24 juin 2022 | Temps de lecture : 4 minutes

Le dog whistle ou l’antisémitisme discret

Deux études de cas pour comprendre de quoi il s’agit

Nous avons profité de cette actualité chargée pour parler de « Dog whistle » et d’antisémitisme. Jacques Attali qui anime un pantin? Une caricature voyons. Un t-shirt où est inscrit « Qui ? » ? Purement esthétique…

C’est quoi le dog whistle ?

Le dog whistle est un procédé qui consiste à utiliser des signes compréhensibles par des initiés. Toutes les communautés utilisent des langages, c’est tout à fait normal, mais ici c’est un procédé politique. Et dans notre société occidentale de 2022, l’antisémitisme s’exprime souvent de manière codée.

On espère que tout le monde se souvient de Dieudonné et de son discours « c’est de l’humour ». La quenelle était à ce titre un excellent exemple. Les auteurs pouvaient se cacher derrière le fait que ce signe voulait dire absolument tout sauf être antisémite. Et de rire à gorge déployée devant cette interprétation de « salut nazi inversé« . Mais voyons, c’est juste un coup de gueule contre les élites, ceux qui nous gouvernent… à deux doigts du « vous savez qui ».

Donc le principe du dog whistle c’est d’arriver à faire passer des messages (ici du pur antisémitisme) sans être poursuivi par la justice. Car nous ne saurions trop le répéter, le racisme n’est pas une opinion.

Ce procédé ne concerne pas seulement l’antisémitisme. Même si la France des années 2010 est plus tolérante avec l’islamophobie, l’imagerie « saucisson pinard » popularisée par les apéros éponymes fonctionne sur le même principe.

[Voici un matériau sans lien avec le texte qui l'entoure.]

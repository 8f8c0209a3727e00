//! Callback resolution as an explicit state machine.
//!
//! ```text
//! Start -> CheckUserError -> CheckCodePresent -> ExchangeToken -> Success | Failure
//! ```
//!
//! A user error short-circuits to `Failure` before any outbound call, a missing code fails with
//! [`CodeError::Missing`], and a pre-authorized token on the callback skips the exchange. Every
//! terminal state is delivered to the host through exactly one hook call.

// self
use crate::{
	_prelude::*,
	auth::AccessTokenResult,
	error::CodeError,
	flows::{Connector, LinkFailure, LinkHandler, LinkSuccess, RequestContext},
	obs::{self, FlowKind, FlowOutcome, FlowSpan},
};

/// States visited while resolving one callback.
#[derive(Debug)]
pub enum CallbackState {
	/// Nothing inspected yet.
	Start,
	/// Looking for a provider-reported user error.
	CheckUserError,
	/// Looking for the authorization code or a pre-authorized token.
	CheckCodePresent,
	/// Exchanging the code at the provider.
	ExchangeToken {
		/// Code extracted from the callback.
		code: String,
	},
	/// Terminal: tokens issued.
	Success(AccessTokenResult),
	/// Terminal: the callback failed.
	Failure(Error),
}
impl CallbackState {
	/// Returns true for [`Success`](Self::Success) and [`Failure`](Self::Failure).
	pub fn is_terminal(&self) -> bool {
		matches!(self, Self::Success(_) | Self::Failure(_))
	}

	/// Stable label for log fields.
	pub fn label(&self) -> &'static str {
		match self {
			Self::Start => "start",
			Self::CheckUserError => "check_user_error",
			Self::CheckCodePresent => "check_code_present",
			Self::ExchangeToken { .. } => "exchange_token",
			Self::Success(_) => "success",
			Self::Failure(_) => "failure",
		}
	}
}

impl Connector {
	/// Advances the callback state machine by one transition.
	pub async fn advance_callback(
		&self,
		state: CallbackState,
		request: &RequestContext,
	) -> CallbackState {
		match state {
			CallbackState::Start => CallbackState::CheckUserError,
			CallbackState::CheckUserError => match self.strategy.detect_user_error(request) {
				Some(e) => CallbackState::Failure(e.into()),
				None => CallbackState::CheckCodePresent,
			},
			CallbackState::CheckCodePresent => {
				if let Some(tokens) = self.strategy.pre_authorized_tokens(request) {
					return CallbackState::Success(tokens);
				}

				match self.strategy.extract_code(request) {
					Some(code) => CallbackState::ExchangeToken { code },
					None => CallbackState::Failure(CodeError::Missing.into()),
				}
			},
			CallbackState::ExchangeToken { code } => match self
				.strategy
				.exchange_code(self.strategy_context(), &code, request)
				.await
			{
				Ok(tokens) => CallbackState::Success(tokens),
				Err(e) => CallbackState::Failure(e),
			},
			terminal => terminal,
		}
	}

	/// Drives the callback state machine to a terminal state.
	pub async fn resolve_callback(&self, request: &RequestContext) -> Result<AccessTokenResult> {
		const KIND: FlowKind = FlowKind::Callback;

		let span = FlowSpan::new(KIND, self.name(), "resolve_callback");

		obs::record_flow_outcome(KIND, self.name(), FlowOutcome::Attempt);

		let result = span
			.instrument(async move {
				let mut state = CallbackState::Start;

				loop {
					state = self.advance_callback(state, request).await;

					#[cfg(feature = "tracing")]
					tracing::debug!(state = state.label(), "callback transition");

					match state {
						CallbackState::Success(tokens) => return Ok(tokens),
						CallbackState::Failure(e) => return Err(e),
						_ => continue,
					}
				}
			})
			.await;

		obs::record_flow_outcome(KIND, self.name(), FlowOutcome::of(&result));

		result
	}

	/// Resolves the callback and hands the outcome to exactly one of the handler's hooks.
	pub async fn handle_callback<H>(&self, request: &RequestContext, handler: &H) -> H::Response
	where
		H: ?Sized + LinkHandler,
	{
		match self.resolve_callback(request).await {
			Ok(data) => handler.on_link(LinkSuccess { provider: self, data, request }).await,
			Err(error) => handler.on_error(LinkFailure { provider: self, error, request }).await,
		}
	}
}

#[cfg(test)]
mod tests {
	// self
	use super::*;
	use crate::{
		_preludet::*,
		auth::ProviderId,
		provider::{DefaultProviderStrategy, ProviderDescriptor},
	};

	fn connector(strategy: DefaultProviderStrategy) -> Connector {
		let id = ProviderId::new("mock").expect("Provider id should be valid.");
		let descriptor = ProviderDescriptor::builder(id)
			.client_id("client-123")
			.client_secret("secret")
			.authorization_endpoint(
				Url::parse("https://example.com/auth").expect("Authorization URL should parse."),
			)
			.token_endpoint(
				Url::parse("https://example.com/token").expect("Token URL should parse."),
			)
			.build()
			.expect("Descriptor should build.");

		build_reqwest_test_connector_with(
			descriptor,
			Arc::new(strategy),
			"https://app.example.com/oauth/mock",
		)
	}

	#[tokio::test]
	async fn transitions_follow_the_documented_order() {
		let connector = connector(DefaultProviderStrategy::default());
		let request = query_context([("code", "abc")]);
		let mut labels = Vec::new();
		let mut state = CallbackState::Start;

		while !matches!(state, CallbackState::ExchangeToken { .. }) {
			labels.push(state.label());
			state = connector.advance_callback(state, &request).await;
		}

		assert_eq!(labels, ["start", "check_user_error", "check_code_present"]);
		assert!(matches!(state, CallbackState::ExchangeToken { ref code } if code == "abc"));
	}

	#[tokio::test]
	async fn user_errors_win_over_codes() {
		let err = connector(DefaultProviderStrategy::default())
			.resolve_callback(&query_context([("error", "access_denied"), ("code", "abc")]))
			.await
			.expect_err("Denied callbacks must fail.");

		assert!(matches!(err, Error::Code(CodeError::Denied { .. })));
	}

	#[tokio::test]
	async fn missing_code_fails() {
		let err = connector(DefaultProviderStrategy::default())
			.resolve_callback(&query_context([("state", "xyz")]))
			.await
			.expect_err("Callbacks without a code must fail.");

		assert!(matches!(err, Error::Code(CodeError::Missing)));
	}

	#[tokio::test]
	async fn pre_authorized_tokens_skip_the_exchange() {
		let strategy =
			DefaultProviderStrategy::default().with_pre_authorized_token_field("authToken");
		let tokens = connector(strategy)
			.resolve_callback(&query_context([("authToken", "issued")]))
			.await
			.expect("Pre-authorized callbacks should succeed.");

		assert_eq!(tokens.access_token.expose(), "issued");
	}
}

Le dog whistle et l’antisémitisme

L’antisémitisme au Hellfest

Hellfest 2022. Cette édition du festival va être marqué par deux évènements :

  • la présence d’un groupe de black metal Polonais dont les concerts sont interdits en Allemagne et en Autriche à cause des forts soupçons autour du groupe et de son appartenance à la scène NSBM (National Socialist Black Metal…. des nazis quoi)
  • un technicien ou un bénévole (selon les versions) qui est visible au bord de la scène pendant plusieurs concerts avec des t-shirts aux messages cryptiques.

Et c’est ce monsieur qui nous intéresse aujourd’hui. D’abord détectée sur la plateforme Twitter, l’histoire est ensuite relayée dans Libé ; il y a bien une polémique antisémite.

Ces t-shirts ne sont vendus que sur la boutique de Soral, Kontre-Kulture.

Un Goyim, ou goy, c’est un non-juif. Il ne s’agit pas d’un terme péjoratif, mais ici, il s’agit de le revendiquer. En clair, au milieu d’une foule de 200 000 personnes, ça revient à dire « Coucou, je ne suis pas juif! ». Et pour qu’on soit absolument certain de comprendre le message, il faut regarder la police de caractère utilisée, une police gothique. De quoi rappeler les grandes heures de l’antisémitisme germanique.

Mais Goy n’est pas un mot antisémite. Dire « je suis goy » non plus. Écrire en lettres gothique non plus. Par contre, porter un t-shirt disponible seulement sur le site de Soral où est écrit Goy en lettre gothique est antisémite. Si la personne incriminée s’en défend, il restera toujours le bénéfice du doute.

Qui ?

Pris seul, le pronom relatif « qui » n’a pas grande valeur. Pourtant, c’est un classique du sociolecte antisémite.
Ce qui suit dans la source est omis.